Prestimion se mit à faire rageusement les cent pas devant le bureau.

— Par le Divin ! s’écria-t-il. Je ne crois pourtant pas vraiment à la sorcellerie et voilà que je lui attribue ce coup d’État ! Mais de quoi peut-il s’agir d’autre que d’un sortilège lancé sur nous par ce mage à deux têtes afin de nous brouiller l’esprit et de permettre aux troupes de Korsibar de pénétrer dans la salle pendant qu’il s’emparait de la couronne. De telles choses sont impossibles, je le sais. Mais il y a plus impossible encore : voler le trône et c’est ce qui s’est passé !

Prestimion s’immobilisa devant l’ancien Coronal et se pencha, les jointures des doigts plaquées sur le bureau.

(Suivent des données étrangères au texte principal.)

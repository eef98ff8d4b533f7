//! Nested progress reporting.
//!
//! Long operations report progress through a tree of scopes. Each scope owns
//! a share of its parent's remaining range, so a leaf reporting 0–100 maps
//! onto a narrow slice of the overall percentage. Every scope fires a final
//! `End` update at 100 when it is dropped, which keeps the composed overall
//! value monotone across nesting on every exit path, errors included.
//!
//! Callbacks are optional and run synchronously on the caller's thread;
//! re-entering the engine from a callback is not supported.

use std::cell::Cell;
use std::rc::Rc;

/// Classification of a status update.
#[derive(Clone, Copy, Debug, Eq, PartialEq)]
pub enum ProgressKind {
    /// A scope began.
    Start,
    /// A scope finished; `progress` is 100.
    End,
    /// A bounded progress step.
    Percentage,
    /// Activity without a measurable bound.
    Unbounded,
    /// A non-fatal condition the caller should surface.
    Warning,
}

/// One status update delivered to the callback.
#[derive(Debug)]
pub struct StatusEvent<'a> {
    /// Update classification.
    pub kind: ProgressKind,
    /// Progress of the reporting scope, 0–100.
    pub progress: f32,
    /// Composed overall progress, 0–100.
    pub overall_progress: f32,
    /// Share of the parent range this step represents.
    pub size_of_job: f32,
    /// Depth of the reporting scope.
    pub nesting_level: i32,
    /// Human-readable description.
    pub info: &'a str,
}

/// Callback receiving status updates.
pub type StatusCallback = Rc<dyn Fn(&StatusEvent<'_>)>;

/// Callback configuration shared by every scope of an operation.
#[derive(Clone)]
pub struct CallbackSettings {
    /// Receiver of status updates; `None` disables reporting entirely.
    pub callback: Option<StatusCallback>,
    /// Maximum nesting level reported; `-1` reports every level.
    pub verbosity_level: i32,
}

impl CallbackSettings {
    /// Settings that report every nesting level to `callback`.
    #[must_use]
    pub fn verbose(callback: StatusCallback) -> Self {
        Self {
            callback: Some(callback),
            verbosity_level: -1,
        }
    }
}

impl Default for CallbackSettings {
    fn default() -> Self {
        Self {
            callback: None,
            verbosity_level: -1,
        }
    }
}

impl std::fmt::Debug for CallbackSettings {
    fn fmt(&self, f: &mut std::fmt::Formatter<'_>) -> std::fmt::Result {
        f.debug_struct("CallbackSettings")
            .field("callback", &self.callback.is_some())
            .field("verbosity_level", &self.verbosity_level)
            .finish()
    }
}

#[derive(Clone, Copy, Default)]
struct LastUpdate {
    progress: f32,
    size_of_job: f32,
}

/// A nested progress-reporting region.
///
/// Created either as the root of an operation or as a child covering a share
/// of its parent's remaining range. Dropping a scope fires its final `End`
/// update.
pub struct StatusScope<'p> {
    parent: Option<&'p StatusScope<'p>>,
    settings: CallbackSettings,
    nesting_level: i32,
    last: Cell<LastUpdate>,
}

impl StatusScope<'_> {
    /// Creates the root scope of an operation and fires its `Start` update.
    #[must_use]
    pub fn root(settings: CallbackSettings) -> StatusScope<'static> {
        let scope = StatusScope {
            parent: None,
            settings,
            nesting_level: 0,
            last: Cell::new(LastUpdate::default()),
        };
        scope.update(ProgressKind::Start, 0.0, 0.0, "Starting process");
        scope
    }

    /// Reports a status update for this scope.
    pub fn update(&self, kind: ProgressKind, progress: f32, size_of_job: f32, info: &str) {
        self.last.set(LastUpdate {
            progress,
            size_of_job,
        });

        let Some(callback) = self.settings.callback.as_ref() else {
            return;
        };
        if self.nesting_level >= self.settings.verbosity_level
            && self.settings.verbosity_level != -1
        {
            return;
        }

        let (overall_progress, _scale) = self.overall();
        callback(&StatusEvent {
            kind,
            progress,
            overall_progress,
            size_of_job,
            nesting_level: self.nesting_level,
            info,
        });
    }

    /// Opens a nested scope covering `size_of_job` percent of this scope.
    ///
    /// The parent is first advanced to `progress`, then the child fires its
    /// own `Start` update at nesting level + 1.
    #[must_use]
    pub fn child(&self, progress: f32, size_of_job: f32, info: &str) -> StatusScope<'_> {
        self.update(ProgressKind::Percentage, progress, size_of_job, info);
        let nested = StatusScope {
            parent: Some(self),
            settings: self.settings.clone(),
            nesting_level: self.nesting_level + 1,
            last: Cell::new(LastUpdate::default()),
        };
        nested.update(ProgressKind::Start, 0.0, 0.0, "Starting process");
        nested
    }

    /// Reports whether per-item updates would reach the callback.
    ///
    /// Loops use this to skip building status messages that the verbosity
    /// gate would drop anyway.
    #[must_use]
    pub fn requires_updates(&self) -> bool {
        self.settings.callback.is_some()
            && (self.settings.verbosity_level == -1
                || self.nesting_level <= self.settings.verbosity_level)
    }

    fn overall(&self) -> (f32, f32) {
        let last = self.last.get();
        match self.parent {
            Some(parent) => {
                let (parent_progress, parent_scale) = parent.overall();
                (
                    parent_progress + last.progress * parent_scale,
                    (last.size_of_job / 100.0) * parent_scale,
                )
            }
            None => (last.progress, last.size_of_job / 100.0),
        }
    }
}

impl Drop for StatusScope<'_> {
    fn drop(&mut self) {
        self.update(ProgressKind::End, 100.0, 0.0, "Process complete");
    }
}

#[cfg(test)]
mod tests {
    use super::*;
    use std::cell::RefCell;

    fn recording() -> (CallbackSettings, Rc<RefCell<Vec<(ProgressKind, f32, i32)>>>) {
        let events = Rc::new(RefCell::new(Vec::new()));
        let sink = Rc::clone(&events);
        let callback: StatusCallback = Rc::new(move |event: &StatusEvent<'_>| {
            sink.borrow_mut()
                .push((event.kind, event.overall_progress, event.nesting_level));
        });
        (CallbackSettings::verbose(callback), events)
    }

    #[test]
    fn scopes_fire_start_and_end() {
        let (settings, events) = recording();
        {
            let _scope = StatusScope::root(settings);
        }
        let events = events.borrow();
        assert_eq!(events.first().expect("start").0, ProgressKind::Start);
        let last = events.last().expect("end");
        assert_eq!(last.0, ProgressKind::End);
        assert!((last.1 - 100.0).abs() < f32::EPSILON);
    }

    #[test]
    fn nested_progress_composes_into_the_parent_range() {
        let (settings, events) = recording();
        {
            let root = StatusScope::root(settings);
            root.update(ProgressKind::Percentage, 10.0, 0.0, "phase one");
            {
                let child = root.child(20.0, 40.0, "phase two");
                child.update(ProgressKind::Percentage, 50.0, 0.0, "halfway");
            }
            root.update(ProgressKind::Percentage, 60.0, 0.0, "phase three");
        }
        let overall: Vec<f32> = events.borrow().iter().map(|event| event.1).collect();
        // The child's 50% lands in the middle of the 20..60 parent window.
        assert!(overall.iter().any(|value| (value - 40.0).abs() < 0.001));
    }

    #[test]
    fn overall_progress_is_monotone_non_decreasing() {
        let (settings, events) = recording();
        {
            let root = StatusScope::root(settings);
            root.update(ProgressKind::Percentage, 0.0, 10.0, "a");
            {
                let child = root.child(10.0, 50.0, "b");
                for step in 0..=10 {
                    child.update(ProgressKind::Percentage, step as f32 * 10.0, 0.0, "s");
                }
            }
            root.update(ProgressKind::Percentage, 60.0, 40.0, "c");
            {
                let _tail = root.child(60.0, 40.0, "d");
            }
        }
        let overall: Vec<f32> = events.borrow().iter().map(|event| event.1).collect();
        assert!(
            overall.windows(2).all(|pair| pair[0] <= pair[1] + 1e-3),
            "overall regressed: {overall:?}"
        );
        assert!(overall.iter().all(|value| *value <= 100.0 + 1e-3));
    }

    #[test]
    fn verbosity_gates_deep_scopes() {
        let events = Rc::new(RefCell::new(Vec::new()));
        let sink = Rc::clone(&events);
        let callback: StatusCallback = Rc::new(move |event: &StatusEvent<'_>| {
            sink.borrow_mut().push(event.nesting_level);
        });
        let settings = CallbackSettings {
            callback: Some(callback),
            verbosity_level: 1,
        };
        {
            let root = StatusScope::root(settings);
            let child = root.child(0.0, 100.0, "visible");
            assert!(!child.requires_updates() || child.nesting_level <= 1);
            let grandchild = child.child(0.0, 100.0, "silent");
            grandchild.update(ProgressKind::Percentage, 50.0, 0.0, "dropped");
        }
        assert!(events.borrow().iter().all(|level| *level < 1));
    }

    #[test]
    fn disabled_callback_reports_nothing_and_never_requires_updates() {
        let root = StatusScope::root(CallbackSettings::default());
        assert!(!root.requires_updates());
        root.update(ProgressKind::Percentage, 50.0, 0.0, "silent");
    }
}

— Vous êtes le nouveau Pontife de Majipoor, lança-t-il avec véhémence, en plongeant un regard d’une force implacable dans les yeux de Confalume. Vous avez le pouvoir de mettre un terme d’un seul mot à cette monstrueuse affaire.

— Le croyez-vous, Prestimion ?

— Qui oserait aller contre vos ordres ? Vous êtes le Pontife ! Condamnez cette appropriation du trône par Korsibar ; ordonnez à la garde impériale de lui reprendre la couronne ; reconnaissez-moi comme Coronal légitime. Je me charge du reste.

— Que ferez-vous, Prestimion ?

— Je rétablirai l’ordre. Je destituerai les conspirateurs et j’annulerai les décisions qu’ils auraient déjà pu prendre. Je ramènerai la paix dans le royaume.

— Il a l’armée avec lui, objecta Confalume.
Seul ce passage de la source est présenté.